→ **Recorded information**

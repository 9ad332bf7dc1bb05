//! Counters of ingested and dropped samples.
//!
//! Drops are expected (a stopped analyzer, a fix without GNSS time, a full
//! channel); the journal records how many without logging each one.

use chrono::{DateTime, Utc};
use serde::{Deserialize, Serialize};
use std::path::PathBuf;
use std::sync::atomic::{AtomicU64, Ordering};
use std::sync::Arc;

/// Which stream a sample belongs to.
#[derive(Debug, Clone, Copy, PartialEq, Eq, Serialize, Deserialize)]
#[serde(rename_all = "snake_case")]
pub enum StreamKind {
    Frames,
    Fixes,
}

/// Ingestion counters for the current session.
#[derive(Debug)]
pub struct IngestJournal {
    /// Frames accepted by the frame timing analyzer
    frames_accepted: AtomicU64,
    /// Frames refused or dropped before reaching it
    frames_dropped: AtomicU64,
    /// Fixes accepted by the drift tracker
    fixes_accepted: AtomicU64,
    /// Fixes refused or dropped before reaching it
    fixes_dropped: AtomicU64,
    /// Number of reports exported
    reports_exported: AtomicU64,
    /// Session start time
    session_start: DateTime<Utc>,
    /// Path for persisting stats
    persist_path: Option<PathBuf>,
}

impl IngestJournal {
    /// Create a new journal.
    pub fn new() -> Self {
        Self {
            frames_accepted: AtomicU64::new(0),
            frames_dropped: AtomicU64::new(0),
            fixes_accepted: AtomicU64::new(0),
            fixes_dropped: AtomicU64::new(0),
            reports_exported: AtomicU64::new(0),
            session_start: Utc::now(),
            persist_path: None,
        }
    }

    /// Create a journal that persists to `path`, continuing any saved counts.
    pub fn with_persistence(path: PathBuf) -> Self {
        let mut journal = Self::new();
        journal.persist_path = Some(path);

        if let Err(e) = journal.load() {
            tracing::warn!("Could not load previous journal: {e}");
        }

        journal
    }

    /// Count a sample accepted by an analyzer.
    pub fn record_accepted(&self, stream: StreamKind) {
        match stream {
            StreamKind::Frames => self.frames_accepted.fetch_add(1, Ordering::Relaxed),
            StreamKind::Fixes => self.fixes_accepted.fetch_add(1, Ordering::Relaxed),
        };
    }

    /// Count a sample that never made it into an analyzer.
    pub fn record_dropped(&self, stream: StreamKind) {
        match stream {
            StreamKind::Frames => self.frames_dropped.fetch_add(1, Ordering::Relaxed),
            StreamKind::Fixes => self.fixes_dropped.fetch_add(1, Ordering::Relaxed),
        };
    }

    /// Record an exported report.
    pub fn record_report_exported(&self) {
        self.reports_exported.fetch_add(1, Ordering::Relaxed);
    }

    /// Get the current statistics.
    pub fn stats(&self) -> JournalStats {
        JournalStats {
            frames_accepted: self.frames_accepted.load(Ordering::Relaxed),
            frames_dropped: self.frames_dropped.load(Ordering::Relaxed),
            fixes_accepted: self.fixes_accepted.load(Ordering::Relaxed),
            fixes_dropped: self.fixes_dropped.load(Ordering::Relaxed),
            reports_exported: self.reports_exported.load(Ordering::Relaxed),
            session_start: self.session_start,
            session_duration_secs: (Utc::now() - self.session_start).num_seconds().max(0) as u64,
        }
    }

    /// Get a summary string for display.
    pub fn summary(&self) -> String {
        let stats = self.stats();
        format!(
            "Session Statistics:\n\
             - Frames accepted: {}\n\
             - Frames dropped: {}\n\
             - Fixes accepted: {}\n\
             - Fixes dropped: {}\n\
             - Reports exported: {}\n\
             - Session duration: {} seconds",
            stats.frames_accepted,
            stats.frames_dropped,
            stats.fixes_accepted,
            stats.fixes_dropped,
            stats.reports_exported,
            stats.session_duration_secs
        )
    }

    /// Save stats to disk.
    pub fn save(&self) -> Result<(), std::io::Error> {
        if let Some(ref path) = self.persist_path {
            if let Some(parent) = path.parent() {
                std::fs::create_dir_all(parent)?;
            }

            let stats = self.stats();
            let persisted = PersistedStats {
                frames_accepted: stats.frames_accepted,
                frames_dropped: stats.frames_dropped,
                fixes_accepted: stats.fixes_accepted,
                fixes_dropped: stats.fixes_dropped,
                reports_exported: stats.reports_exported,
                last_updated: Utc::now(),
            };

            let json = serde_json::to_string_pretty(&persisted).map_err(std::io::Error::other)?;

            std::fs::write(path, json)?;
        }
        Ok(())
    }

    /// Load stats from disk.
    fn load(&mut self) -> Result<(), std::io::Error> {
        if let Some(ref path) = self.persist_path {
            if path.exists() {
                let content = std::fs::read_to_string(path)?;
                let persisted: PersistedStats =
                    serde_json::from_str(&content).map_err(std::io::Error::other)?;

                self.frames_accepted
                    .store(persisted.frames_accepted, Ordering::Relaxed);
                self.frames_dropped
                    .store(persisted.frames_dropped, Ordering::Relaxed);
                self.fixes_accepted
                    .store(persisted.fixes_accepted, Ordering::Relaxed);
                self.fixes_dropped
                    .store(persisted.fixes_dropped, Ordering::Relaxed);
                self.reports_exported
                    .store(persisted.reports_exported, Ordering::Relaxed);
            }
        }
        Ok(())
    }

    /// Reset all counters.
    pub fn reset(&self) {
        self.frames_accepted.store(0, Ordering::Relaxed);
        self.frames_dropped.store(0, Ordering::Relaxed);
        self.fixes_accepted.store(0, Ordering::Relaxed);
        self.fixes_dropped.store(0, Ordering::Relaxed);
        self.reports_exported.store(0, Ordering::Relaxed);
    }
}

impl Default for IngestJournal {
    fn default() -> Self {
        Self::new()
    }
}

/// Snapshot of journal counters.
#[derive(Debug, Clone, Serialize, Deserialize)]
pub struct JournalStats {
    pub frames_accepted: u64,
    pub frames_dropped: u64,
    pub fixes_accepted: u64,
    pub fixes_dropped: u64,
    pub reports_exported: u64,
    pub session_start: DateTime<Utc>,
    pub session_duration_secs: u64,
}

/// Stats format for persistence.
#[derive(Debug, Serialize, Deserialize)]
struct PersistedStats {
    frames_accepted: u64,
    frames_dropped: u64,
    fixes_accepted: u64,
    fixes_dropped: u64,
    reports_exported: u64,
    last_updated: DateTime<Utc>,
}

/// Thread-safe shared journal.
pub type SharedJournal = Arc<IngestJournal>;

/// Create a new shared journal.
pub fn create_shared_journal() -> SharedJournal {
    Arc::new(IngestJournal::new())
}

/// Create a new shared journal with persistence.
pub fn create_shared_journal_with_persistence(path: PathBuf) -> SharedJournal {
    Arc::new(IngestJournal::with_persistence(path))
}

--

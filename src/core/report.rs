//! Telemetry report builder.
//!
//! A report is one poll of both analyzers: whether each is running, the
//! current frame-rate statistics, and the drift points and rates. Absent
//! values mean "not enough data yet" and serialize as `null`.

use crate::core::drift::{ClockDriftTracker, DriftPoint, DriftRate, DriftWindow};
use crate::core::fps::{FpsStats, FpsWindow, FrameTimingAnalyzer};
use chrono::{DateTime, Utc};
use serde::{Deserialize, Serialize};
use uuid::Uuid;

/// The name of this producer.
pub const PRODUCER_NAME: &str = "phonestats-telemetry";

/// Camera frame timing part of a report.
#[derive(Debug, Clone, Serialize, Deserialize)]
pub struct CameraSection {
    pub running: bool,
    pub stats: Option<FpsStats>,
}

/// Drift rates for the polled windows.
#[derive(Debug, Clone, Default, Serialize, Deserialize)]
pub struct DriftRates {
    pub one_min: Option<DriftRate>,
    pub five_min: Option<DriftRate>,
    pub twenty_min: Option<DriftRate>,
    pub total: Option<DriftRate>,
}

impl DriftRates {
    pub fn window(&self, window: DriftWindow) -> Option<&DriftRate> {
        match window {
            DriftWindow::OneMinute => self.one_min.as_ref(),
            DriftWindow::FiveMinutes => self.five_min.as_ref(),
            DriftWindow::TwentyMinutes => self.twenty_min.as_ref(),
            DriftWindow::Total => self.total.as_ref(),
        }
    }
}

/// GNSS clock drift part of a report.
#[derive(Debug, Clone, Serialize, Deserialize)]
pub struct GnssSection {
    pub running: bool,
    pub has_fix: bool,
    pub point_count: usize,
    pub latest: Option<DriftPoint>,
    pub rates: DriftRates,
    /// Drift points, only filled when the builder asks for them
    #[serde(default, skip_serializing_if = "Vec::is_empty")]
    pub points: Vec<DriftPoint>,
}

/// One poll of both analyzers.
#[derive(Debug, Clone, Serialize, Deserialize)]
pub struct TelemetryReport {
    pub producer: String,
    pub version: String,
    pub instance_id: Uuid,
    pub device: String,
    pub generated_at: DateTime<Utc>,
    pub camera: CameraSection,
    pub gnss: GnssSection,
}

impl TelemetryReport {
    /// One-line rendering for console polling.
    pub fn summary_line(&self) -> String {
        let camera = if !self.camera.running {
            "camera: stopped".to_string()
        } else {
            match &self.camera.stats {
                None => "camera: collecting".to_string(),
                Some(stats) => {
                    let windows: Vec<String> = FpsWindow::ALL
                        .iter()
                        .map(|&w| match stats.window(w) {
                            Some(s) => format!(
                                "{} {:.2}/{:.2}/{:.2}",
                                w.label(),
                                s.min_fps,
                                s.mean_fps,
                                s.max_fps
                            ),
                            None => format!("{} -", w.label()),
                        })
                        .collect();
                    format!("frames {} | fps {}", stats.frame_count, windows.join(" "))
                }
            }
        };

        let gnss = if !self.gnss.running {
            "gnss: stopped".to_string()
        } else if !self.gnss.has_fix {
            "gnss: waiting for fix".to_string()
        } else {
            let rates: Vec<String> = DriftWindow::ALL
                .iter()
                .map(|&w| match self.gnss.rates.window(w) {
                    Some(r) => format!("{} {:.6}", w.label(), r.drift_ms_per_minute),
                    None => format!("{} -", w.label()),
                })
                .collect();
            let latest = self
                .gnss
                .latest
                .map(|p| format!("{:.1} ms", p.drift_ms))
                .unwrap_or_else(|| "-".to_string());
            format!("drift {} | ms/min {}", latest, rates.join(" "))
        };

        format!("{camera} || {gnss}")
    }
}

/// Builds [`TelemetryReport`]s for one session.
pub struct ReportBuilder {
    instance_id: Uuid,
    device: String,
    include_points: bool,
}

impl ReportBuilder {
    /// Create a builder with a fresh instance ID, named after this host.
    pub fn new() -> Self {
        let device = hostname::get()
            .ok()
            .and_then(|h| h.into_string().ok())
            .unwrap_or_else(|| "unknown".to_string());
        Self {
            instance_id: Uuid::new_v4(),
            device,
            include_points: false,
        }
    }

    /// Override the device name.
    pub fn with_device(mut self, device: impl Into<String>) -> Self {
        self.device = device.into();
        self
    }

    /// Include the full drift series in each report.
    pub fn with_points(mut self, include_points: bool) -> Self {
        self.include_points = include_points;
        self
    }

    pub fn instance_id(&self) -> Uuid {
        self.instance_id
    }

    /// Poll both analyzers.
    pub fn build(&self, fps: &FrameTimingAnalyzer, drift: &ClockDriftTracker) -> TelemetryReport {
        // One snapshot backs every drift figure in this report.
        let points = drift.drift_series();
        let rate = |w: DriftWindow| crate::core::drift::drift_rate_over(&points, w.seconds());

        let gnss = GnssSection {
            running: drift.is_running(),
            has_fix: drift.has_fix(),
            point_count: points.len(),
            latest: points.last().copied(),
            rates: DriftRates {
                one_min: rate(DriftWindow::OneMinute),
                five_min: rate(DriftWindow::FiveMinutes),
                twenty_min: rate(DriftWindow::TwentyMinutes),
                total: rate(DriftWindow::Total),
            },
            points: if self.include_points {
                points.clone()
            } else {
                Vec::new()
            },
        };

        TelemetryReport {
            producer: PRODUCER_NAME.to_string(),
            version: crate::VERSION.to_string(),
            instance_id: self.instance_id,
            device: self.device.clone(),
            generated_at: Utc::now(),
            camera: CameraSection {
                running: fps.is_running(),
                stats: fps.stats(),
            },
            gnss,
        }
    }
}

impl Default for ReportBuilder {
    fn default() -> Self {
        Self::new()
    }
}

→ **What is expected**
Filter the records above for lines containing the word "struct", and copy those lines.

→ **Answer box**
pub struct IngestJournal {
pub struct JournalStats {
struct PersistedStats {
pub struct CameraSection {
pub struct DriftRates {
pub struct GnssSection {
pub struct TelemetryReport {
pub struct ReportBuilder {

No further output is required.